What Conclusions Can We Draw About Our Own Populations?
As the title of this post suggests, it would appear that much of the worry in 2005 has simply not come to pass. Yes there has been a shift to termination for congenital anomalies in the second trimester but that would be no different from our practice in North America. I can’t help but draw parallels between the arguments for the legalization of some drugs such as marijuana and euthanasia. The decriminalization of the former is expected to have the benefit of reducing crime and perhaps even abuse of the drug as it no longer becomes as attractive once it is no longer “sinful”. Has a similar effect happened in Holland perhaps by bringing the discussion to the world stage? It may well be that the change in law in Holland created the opposite effect whereby the Dutch painfully aware that they were being “watched” became even more reluctant to hasten the time of death in these situations. There is no doubt that something changed after 2005 as they became more interventionist and not less.

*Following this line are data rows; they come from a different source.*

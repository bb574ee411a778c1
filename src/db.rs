//! Task file storage and calendar queries.
//!
//! This module provides the `Database` struct holding tasks and completion marks,
//! its JSON persistence, and the month/season queries the CLI and the calendar UI
//! are built on.

use std::collections::BTreeMap;
use std::fs::{self, File};
use std::io::Write;
use std::path::Path;

use serde::{Deserialize, Serialize};
use tracing::{debug, info};

use crate::error::{Error, Result};
use crate::fields::Season;
use crate::recurrence::occurrence_day;
use crate::rule::ScheduleRule;
use crate::task::{DoneMark, Task};

/// In-memory database of tasks and completion marks.
#[derive(Debug, Default, Serialize, Deserialize)]
pub struct Database {
    pub tasks: Vec<Task>,
    #[serde(default)]
    pub done_marks: Vec<DoneMark>,
}

impl Database {
    /// Load the database from a JSON file; a missing file is an empty database.
    ///
    /// Every stored rule is re-validated while parsing.
    pub fn load(path: &Path) -> Result<Self> {
        if !path.exists() {
            debug!(path = %path.display(), "task file missing, starting empty");
            return Ok(Database::default());
        }
        let buf = fs::read_to_string(path)?;
        let db: Database = serde_json::from_str(&buf)?;
        debug!(path = %path.display(), tasks = db.tasks.len(), marks = db.done_marks.len(), "loaded task file");
        Ok(db)
    }

    /// Save database to JSON file using atomic write (temp file + rename).
    pub fn save(&self, path: &Path) -> Result<()> {
        if let Some(dir) = path.parent().filter(|d| !d.as_os_str().is_empty()) {
            fs::create_dir_all(dir)?;
        }
        let tmp = path.with_extension("json.tmp");
        let data = serde_json::to_string_pretty(self)?;
        let mut f = File::create(&tmp)?;
        f.write_all(data.as_bytes())?;
        f.flush()?;
        fs::rename(&tmp, path)?;
        debug!(path = %path.display(), "saved task file");
        Ok(())
    }

    /// Generate the next available task ID.
    pub fn next_id(&self) -> u64 {
        self.tasks.iter().map(|t| t.id).max().unwrap_or(0) + 1
    }

    /// Get a task by ID, deleted or not.
    pub fn get(&self, id: u64) -> Option<&Task> {
        self.tasks.iter().find(|t| t.id == id)
    }

    /// Get a mutable reference to a task by ID.
    pub fn get_mut(&mut self, id: u64) -> Option<&mut Task> {
        self.tasks.iter_mut().find(|t| t.id == id)
    }

    /// Tasks that have not been soft-deleted.
    pub fn active(&self) -> impl Iterator<Item = &Task> {
        self.tasks.iter().filter(|t| !t.is_deleted)
    }

    /// Store a new task and return its ID.
    pub fn add_task(&mut self, rule: ScheduleRule, now_utc: i64) -> u64 {
        let id = self.next_id();
        info!(id, name = rule.name(), "adding task");
        self.tasks.push(Task {
            id,
            rule,
            is_deleted: false,
            deleted_at_utc: None,
            created_at_utc: now_utc,
            updated_at_utc: now_utc,
        });
        id
    }

    /// Replace the rule of an active task.
    pub fn update_rule(&mut self, id: u64, rule: ScheduleRule, now_utc: i64) -> Result<()> {
        let task = self
            .get_mut(id)
            .filter(|t| !t.is_deleted)
            .ok_or_else(|| Error::TaskNotFound(id.to_string()))?;
        info!(id, name = rule.name(), "updating task");
        task.rule = rule;
        task.updated_at_utc = now_utc;
        Ok(())
    }

    /// Mark a task deleted; it stays in the file but drops out of every listing.
    pub fn soft_delete(&mut self, id: u64, now_utc: i64) -> Result<()> {
        let task = self
            .get_mut(id)
            .filter(|t| !t.is_deleted)
            .ok_or_else(|| Error::TaskNotFound(id.to_string()))?;
        info!(id, name = task.name(), "deleting task");
        task.is_deleted = true;
        task.deleted_at_utc = Some(now_utc);
        task.updated_at_utc = now_utc;
        Ok(())
    }

    /// Whether the task is marked done for the period.
    pub fn is_done(&self, task_id: u64, year: i32, month: Option<u32>) -> bool {
        self.done_marks.iter().any(|m| m.matches(task_id, year, month))
    }

    /// Done for the month itself or through a whole-year mark.
    pub fn is_done_in_month(&self, task_id: u64, year: i32, month: u32) -> bool {
        self.is_done(task_id, year, Some(month)) || self.is_done(task_id, year, None)
    }

    /// Flip the completion mark for (task, year, month) and return the new state.
    pub fn toggle_done(&mut self, task_id: u64, year: i32, month: Option<u32>, now_utc: i64) -> Result<bool> {
        if self.get(task_id).is_none() {
            return Err(Error::TaskNotFound(task_id.to_string()));
        }
        if let Some(pos) = self.done_marks.iter().position(|m| m.matches(task_id, year, month)) {
            self.done_marks.remove(pos);
            info!(task_id, year, ?month, "cleared done mark");
            Ok(false)
        } else {
            self.done_marks.push(DoneMark { task_id, year, month, completed_at_utc: now_utc });
            info!(task_id, year, ?month, "marked done");
            Ok(true)
        }
    }

    /// Day of month → active tasks occurring that day, names in order.
    pub fn month_agenda(&self, year: i32, month: u32) -> BTreeMap<u32, Vec<&Task>> {
        let mut by_day: BTreeMap<u32, Vec<&Task>> = BTreeMap::new();
        for (day, task) in self.month_list(year, month) {
            by_day.entry(day).or_default().push(task);
        }
        by_day
    }

    /// Active tasks occurring in (year, month) with their day, sorted by day then name.
    pub fn month_list(&self, year: i32, month: u32) -> Vec<(u32, &Task)> {
        let mut items: Vec<(u32, &Task)> = self
            .active()
            .filter_map(|t| occurrence_day(&t.rule, year, month).map(|d| (d, t)))
            .collect();
        items.sort_by_key(|(day, t)| (*day, t.name().to_lowercase(), t.id));
        debug!(year, month, count = items.len(), "resolved month occurrences");
        items
    }

    /// Active tasks belonging to a season, ordered by month, day and name.
    ///
    /// Tasks without a month or day sort after those with one.
    pub fn season_list(&self, season: Season) -> Vec<&Task> {
        let mut items: Vec<&Task> = self
            .active()
            .filter(|t| t.rule.season() == Some(season))
            .collect();
        items.sort_by_key(|t| {
            (
                t.rule.month().unwrap_or(u32::MAX),
                t.rule.day().unwrap_or(u32::MAX),
                t.name().to_lowercase(),
                t.id,
            )
        });
        items
    }
}

/// Resolve a task identifier (either ID or name) to the ID of an active task.
/// Names match case-insensitively and must be unique.
pub fn resolve_task_identifier(identifier: &str, db: &Database) -> Result<u64> {
    if let Ok(id) = identifier.trim().parse::<u64>() {
        return match db.get(id) {
            Some(t) if !t.is_deleted => Ok(id),
            _ => Err(Error::TaskNotFound(format!("ID {id}"))),
        };
    }

    let wanted = identifier.trim().to_lowercase();
    let matches: Vec<&Task> = db.active().filter(|t| t.name().to_lowercase() == wanted).collect();

    match matches.as_slice() {
        [] => Err(Error::TaskNotFound(format!("'{}'", identifier))),
        [only] => Ok(only.id),
        many => Err(Error::AmbiguousTask {
            name: identifier.to_string(),
            ids: many.iter().map(|t| t.id.to_string()).collect::<Vec<_>>().join(", "),
        }),
    }
}

/// Truncate a string to a maximum width, adding ellipsis if needed.
pub fn truncate(s: &str, width: usize) -> String {
    if s.chars().count() <= width {
        s.to_string()
    } else {
        let mut out = String::new();
        for (i, ch) in s.chars().enumerate() {
            if i + 1 >= width {
                out.push('…');
                break;
            }
            out.push(ch);
        }
        out
    }
}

A final thought has to do with a thought that Dr. Verhagen raises in the 2013 piece. Has the transition to a model of terminating pregnancies in the second trimester been a good or bad thing. He argues that ultrasound is not as predictive in terms of diagnosis as examining a patient after birth. When an infant is in front of your eyes, facial features combined with enhanced imaging may reveal a change in diagnosis compared to what is determined antenatally. Similarly, a patient with a seemingly inoperable heart defect may have a slightly different scan after delivery which provides some options for the family. If examination after birth is superior to antenatal diagnosis in terms of accuracy, are we doing the right thing by forcing families to decide on termination prior to delivery? In Holland the option exists although clearly not being taken to assess a patient after birth and then if the diagnosis meets the Groningen protocol a life can be ended early. It can be argued of course that euthanasia is not the only option and that one can choose not to feed and withdraw life-sustaining treatment.
The question that I will leave you with though is as a parent would you want to watch your infant die after 5-7 days dehydration or end their life given the outcome is the same on the same day you choose “compassionate care”? Which is the more humane decision when the outcome is the same?